Using the SPM, DeVore found that among the largest 12 states, Texas was tied with Illinois with the fourth lowest poverty rate for whites, had the third lowest poverty rate for Hispanics of Mexican origin, and was tied with North Carolina with the lowest poverty rates for blacks. Overall, Texas trailed only Virginia for the lowest demographically-adjusted poverty rate.

Economic Freedom and Prosperity

Texas is not alone in demonstrating the connection between economic freedom and prosperity. Utah, Colorado, South Dakota, Tennessee, North Carolina, Idaho, Nebraska, Georgia, Oklahoma, Florida, Virginia, and Arizona all join Texas as states with below average per capita spending and above average economic freedom that have exhibited strong economic growth over the last decade.

Two academic studies further support this connection. According to the Federal Reserve Bank of St. Louis, “states with greater economic freedom—defined as the protection of private property and private markets operating with minimal government interference—experienced greater rates of employment growth.”

On the other side of the coin, the Federal Reserve Bank of Dallas reported that “growth in government stunts general economic growth. Regardless of how it is financed, an increase in government spending leads to slower economic growth.”

Economic Freedom and Liberty

From a biblical perspective, all this makes perfect sense. Christ is our King, ruling over all of creation while seated at the right hand of God. He told us from the beginning of his earthly ministry how his government would operate:

The Spirit of the Lord is upon me, because he has anointed me to proclaim good news to the poor. He has sent me to proclaim liberty to the captives and recovering of sight to the blind, to set at liberty those who are oppressed, to proclaim the year of the Lord’s favor (Luke 4:18–19).

Hugh Whelchel builds upon this foundation as he explains that the Old Testament concept of shalom,

signifies a number of things, including: salvation, wholeness, integrity, soundness, community, connectedness (to others and to God’s creation), righteousness, justice, and well-being. It is flourishing in every dimension, physical, psychological, and spiritual. Shalom denotes a right relationship with God, with others, and with God’s good creation. It is the way God intended things to be when he created the universe.

God is a God of peace, not oppression. Peace and prosperity are his design for all his creation. A government that oppresses its citizens, hindering their ability to pursue shalom through unnecessary taxation, heavy regulation, and a corrosive welfare state, is not helping its people prosper.

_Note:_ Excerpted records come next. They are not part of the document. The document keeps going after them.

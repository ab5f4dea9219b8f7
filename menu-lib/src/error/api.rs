//! API error types

use std::time::Duration;

/// Errors that can occur during backend calls.
#[derive(Debug, thiserror::Error)]
pub enum ApiError {
    /// HTTP error response from the backend.
    #[error("HTTP {status}: {message}")]
    Http {
        /// HTTP status code.
        status: u16,
        /// Response body, if any.
        message: String,
    },

    /// Network error during the call.
    #[error("Network error: {0}")]
    Network(#[from] reqwest::Error),

    /// Request timed out.
    #[error("Timeout after {0:?}")]
    Timeout(Duration),

    /// Invalid URL provided.
    #[error("Invalid URL: {0}")]
    InvalidUrl(String),

    /// Failed to parse the response.
    #[error("Response parse error: {message}")]
    Parse {
        /// Description of the parse error.
        message: String,
        /// Raw response body, if available.
        body: Option<String>,
    },
}

impl ApiError {
    /// Creates a new HTTP error.
    pub fn http(status: u16, message: impl Into<String>) -> Self {
        Self::Http {
            status,
            message: message.into(),
        }
    }

    /// Creates a new parse error.
    pub fn parse(message: impl Into<String>) -> Self {
        Self::Parse {
            message: message.into(),
            body: None,
        }
    }

    /// Creates a new parse error with the raw response body.
    pub fn parse_with_body(message: impl Into<String>, body: impl Into<String>) -> Self {
        Self::Parse {
            message: message.into(),
            body: Some(body.into()),
        }
    }

    /// Returns the HTTP status code if this is an HTTP error.
    pub fn status_code(&self) -> Option<u16> {
        match self {
            Self::Http { status, .. } => Some(*status),
            _ => None,
        }
    }

    /// Returns `true` if the backend answered 404.
    pub fn is_not_found(&self) -> bool {
        self.status_code() == Some(404)
    }
}
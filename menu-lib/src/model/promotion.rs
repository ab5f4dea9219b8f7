//! Promotions

use serde::Deserialize;
use serde::Serialize;

use super::ItemId;
use super::Resource;

/// A running promotion.
#[derive(Debug, Clone, PartialEq, Eq, Serialize, Deserialize)]
#[serde(rename_all = "camelCase")]
pub struct Promotion {
    pub id: ItemId,
    pub name: String,
    #[serde(default)]
    pub image: String,
    #[serde(default)]
    pub label: String,
    #[serde(default)]
    pub price: String,
    #[serde(default)]
    pub featured: bool,
    #[serde(default)]
    pub description: String,
}

impl Resource for Promotion {
    const COLLECTION: &'static str = "promotions";

    fn id(&self) -> &ItemId {
        &self.id
    }

    fn featured(&self) -> bool {
        self.featured
    }
}
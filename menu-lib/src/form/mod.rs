//! Reactive form validation.
//!
//! Fields are declared as data: a name, an initial value and an ordered list
//! of rules. Every edit marks the field dirty and recomputes an
//! [`ErrorDisplay`], which only shows messages for fields the user has
//! touched.
//!
//! # Example
//!
//! ```
//! use menu_lib::form::{FieldSpec, Form};
//!
//! let mut form = Form::new(vec![
//!     FieldSpec::new("author")
//!         .required("Author is required.")
//!         .min_length(2, "Author must be at least 2 characters long."),
//! ]);
//!
//! assert_eq!(form.errors().get("author"), "");
//!
//! let errors = form.set_value("author", "a");
//! assert_eq!(errors.get("author"), "Author must be at least 2 characters long. ");
//! ```

mod display;
mod field;
mod group;
mod result;
mod rule;
mod state;

pub use display::{ErrorDisplay, validate};
pub use field::FieldSpec;
pub use group::Form;
pub use result::{FieldError, ValidationResult};
pub use rule::Rule;
pub use state::{FieldState, FieldStatus, FormState};
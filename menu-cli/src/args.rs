use clap::Parser;
use clap::Subcommand;

#[derive(Parser)]
#[command(name = "menu")]
#[command(about = "Browse the restaurant menu and comment on dishes", long_about = None)]
#[command(version)]
pub struct Cli {
    /// Backend base URL (overrides the config file).
    #[arg(long, env = "MENU_BASE_URL", global = true)]
    pub base_url: Option<String>,

    /// Log at debug level.
    #[arg(short, long, global = true)]
    pub verbose: bool,

    #[command(subcommand)]
    pub command: Commands,
}

#[derive(Subcommand)]
pub enum Commands {
    /// List every dish on the menu.
    Dishes,

    /// Show one dish with its comments and its neighbours.
    Dish { id: String },

    /// Comment on a dish.
    Comment {
        /// Dish to comment on.
        dish_id: String,

        #[arg(long)]
        author: String,

        #[arg(long)]
        comment: String,

        #[arg(long, default_value = "5")]
        rating: String,
    },

    /// List promotions.
    Promotions,

    /// List the leadership team.
    Leaders,

    /// Show the featured dish, promotion and leader.
    Featured,
}
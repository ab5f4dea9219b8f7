mod args;
mod commands;
mod config;
mod paths;

use std::fs;
use std::fs::File;

use clap::Parser;
use simplelog::Config as LogConfig;
use simplelog::LevelFilter;
use simplelog::WriteLogger;

use crate::args::Cli;
use crate::config::Config;

fn init_logging(verbose: bool) {
    let level = if verbose {
        LevelFilter::Debug
    } else {
        LevelFilter::Info
    };

    let Some(path) = paths::log_file() else { return };
    if let Some(dir) = path.parent() {
        if let Err(e) = fs::create_dir_all(dir) {
            eprintln!("Warning: cannot create log directory {}: {}", dir.display(), e);
            return;
        }
        if let Err(e) = paths::rotate_logs(dir, paths::KEPT_LOGS) {
            eprintln!("Warning: cannot rotate logs in {}: {}", dir.display(), e);
        }
    }

    match File::create(&path) {
        Ok(file) => {
            if let Err(e) = WriteLogger::init(level, LogConfig::default(), file) {
                eprintln!("Warning: logging disabled: {}", e);
            }
        }
        Err(e) => eprintln!("Warning: cannot create log file {}: {}", path.display(), e),
    }
}

#[tokio::main]
async fn main() {
    let cli = Cli::parse();
    init_logging(cli.verbose);

    let result = match Config::load() {
        Ok(config) => commands::run(cli, config).await,
        Err(e) => Err(e),
    };

    if let Err(e) = result {
        log::error!("{:#}", e);
        eprintln!("Error: {:#}", e);
        std::process::exit(1);
    }
}
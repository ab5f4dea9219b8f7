//! The ItemSource trait consumed by view models

use async_trait::async_trait;

use crate::MenuClient;
use crate::error::Error;
use crate::model::ItemId;
use crate::model::Resource;
use crate::navigator::IdSequence;

/// Where a view model gets its items from.
///
/// Each call is a single request: no retries, no caching. [`MenuClient`]
/// implements it for every [`Resource`]; tests substitute in-memory sources.
#[async_trait]
pub trait ItemSource<T>: Send + Sync {
    /// Ids of all items, in display order.
    async fn ids(&self) -> Result<IdSequence, Error>;

    /// Fetches one item.
    async fn item(&self, id: &ItemId) -> Result<T, Error>;

    /// Stores an item and returns the confirmed version.
    async fn put_item(&self, item: &T) -> Result<T, Error>;
}

#[async_trait]
impl<T: Resource + 'static> ItemSource<T> for MenuClient {
    async fn ids(&self) -> Result<IdSequence, Error> {
        MenuClient::ids::<T>(self).await
    }

    async fn item(&self, id: &ItemId) -> Result<T, Error> {
        self.get(id).await
    }

    async fn put_item(&self, item: &T) -> Result<T, Error> {
        self.put(item).await
    }
}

This is particularly important to remember because poverty, not abundance, is fallen man’s natural state. Government oppression will keep many in material poverty just as spiritual oppression keeps many in spiritual poverty.

Weeping and Shouting

Yet God is also a God of grace and abundance. He has promised that “He who goes out weeping, bearing the seed for sowing, shall come home with shouts of joy, bringing his sheaves with him” (Ps. 126:6).

While this promise will be completely fulfilled only when God has come to live among us in the new heavens and new earth, it is not a promise that should be ignored in history. For many people will prosper through the work of their own hands in a society built on freedom. It is true the poor will still be with us, but they will be blessed by the wealth and private charity unleashed through freedom.

Just like our Magistrate in heaven, earthly magistrates are called to govern justly by upholding life, liberty, and truth, judging with mercy the good and the wicked, and providing for the common peace and safety. When all government—civil, ecclesiastical, familial, and personal—one day reflects the liberty available to all who believe in Christ, even the American Dream will become an afterthought in the widespread pursuit of shalom.

Editor’s Note: On “Flashback Friday,” we take a look at some of IFWE’s former posts that are worth revisiting. This post was previously published on Sep. 12, 2018.